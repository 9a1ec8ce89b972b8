//! Offline onion address derivation.
//!
//! Service identifiers are computed from public keys without talking to the
//! daemon:
//!
//! * Ed25519 (v3): `base32(pubkey || SHA3-256(".onion checksum" || pubkey || 0x03)[..2] || 0x03)`,
//!   56 characters.
//! * RSA1024 (v2): `base32(SHA1(PKCS#1 DER public key)[..10])`, 16 characters.
//!
//! Both are lowercased. The `.onion` suffix is not part of the identifier.

use crate::error::{ControlError, Result};
use crate::onion::{KeyType, Onion, PrivateKey};
use base64::engine::general_purpose::STANDARD as BASE64;
use base64::Engine as _;
use ed25519_dalek::hazmat::ExpandedSecretKey;
use ed25519_dalek::{SigningKey, VerifyingKey};
use rsa::pkcs1::{DecodeRsaPrivateKey, DecodeRsaPublicKey, EncodeRsaPrivateKey, EncodeRsaPublicKey};
use rsa::traits::PublicKeyParts;
use rsa::{RsaPrivateKey, RsaPublicKey};
use sha1::Sha1;
use sha2::{Digest, Sha512};
use sha3::Sha3_256;
use std::fmt;

/// Version byte of current-generation addresses.
const ONION_VERSION: u8 = 0x03;

/// Domain separation label of the address checksum.
const CHECKSUM_LABEL: &[u8] = b".onion checksum";

/// Ed25519 public key length.
pub const ED25519_PUBLIC_KEY_LEN: usize = 32;

/// Ed25519 seed length.
pub const ED25519_SEED_LEN: usize = 32;

/// Length of the expanded Ed25519 secret the daemon exchanges.
pub const ED25519_EXPANDED_KEY_LEN: usize = 64;

/// Modulus size of legacy keys, in bytes.
pub const RSA1024_MODULUS_LEN: usize = 128;

/// Bytes of the SHA-1 digest kept for legacy identifiers.
const RSA_DIGEST_PREFIX_LEN: usize = 10;

const BASE32: base32::Alphabet = base32::Alphabet::Rfc4648 { padding: false };

/// A public key of either supported family.
#[derive(Debug, Clone, PartialEq, Eq)]
pub enum PublicKey {
    /// Ed25519 public key bytes.
    Ed25519([u8; ED25519_PUBLIC_KEY_LEN]),
    /// 1024-bit RSA public key.
    Rsa1024(RsaPublicKey),
}

impl PublicKey {
    /// Parse an Ed25519 public key, which must be exactly 32 bytes.
    pub fn ed25519(bytes: &[u8]) -> Result<Self> {
        let bytes: [u8; ED25519_PUBLIC_KEY_LEN] = bytes.try_into().map_err(|_| {
            ControlError::KeyFormat(format!(
                "Ed25519 public key must be {} bytes, got {}",
                ED25519_PUBLIC_KEY_LEN,
                bytes.len()
            ))
        })?;
        Ok(PublicKey::Ed25519(bytes))
    }

    /// Parse a PKCS#1 DER encoded RSA public key with a 1024-bit modulus.
    pub fn rsa1024_from_der(der: &[u8]) -> Result<Self> {
        let key = RsaPublicKey::from_pkcs1_der(der)
            .map_err(|e| ControlError::KeyFormat(format!("Invalid RSA public key: {}", e)))?;
        check_rsa_size(key.size())?;
        Ok(PublicKey::Rsa1024(key))
    }

    /// The key family.
    pub fn key_type(&self) -> KeyType {
        match self {
            PublicKey::Ed25519(_) => KeyType::Ed25519V3,
            PublicKey::Rsa1024(_) => KeyType::Rsa1024,
        }
    }

    /// Compute the service identifier for this key.
    pub fn service_id(&self) -> Result<String> {
        match self {
            PublicKey::Ed25519(bytes) => Ok(ed25519_service_id(bytes)),
            PublicKey::Rsa1024(key) => rsa_service_id(key),
        }
    }
}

####################

→ **EXERCISE**
From the entries above, copy every line that holds the word "Result".

→ **RESPONSE TO THIS EXERCISE**
use crate::error::{ControlError, Result};
    pub fn ed25519(bytes: &[u8]) -> Result<Self> {
    pub fn rsa1024_from_der(der: &[u8]) -> Result<Self> {
    pub fn service_id(&self) -> Result<String> {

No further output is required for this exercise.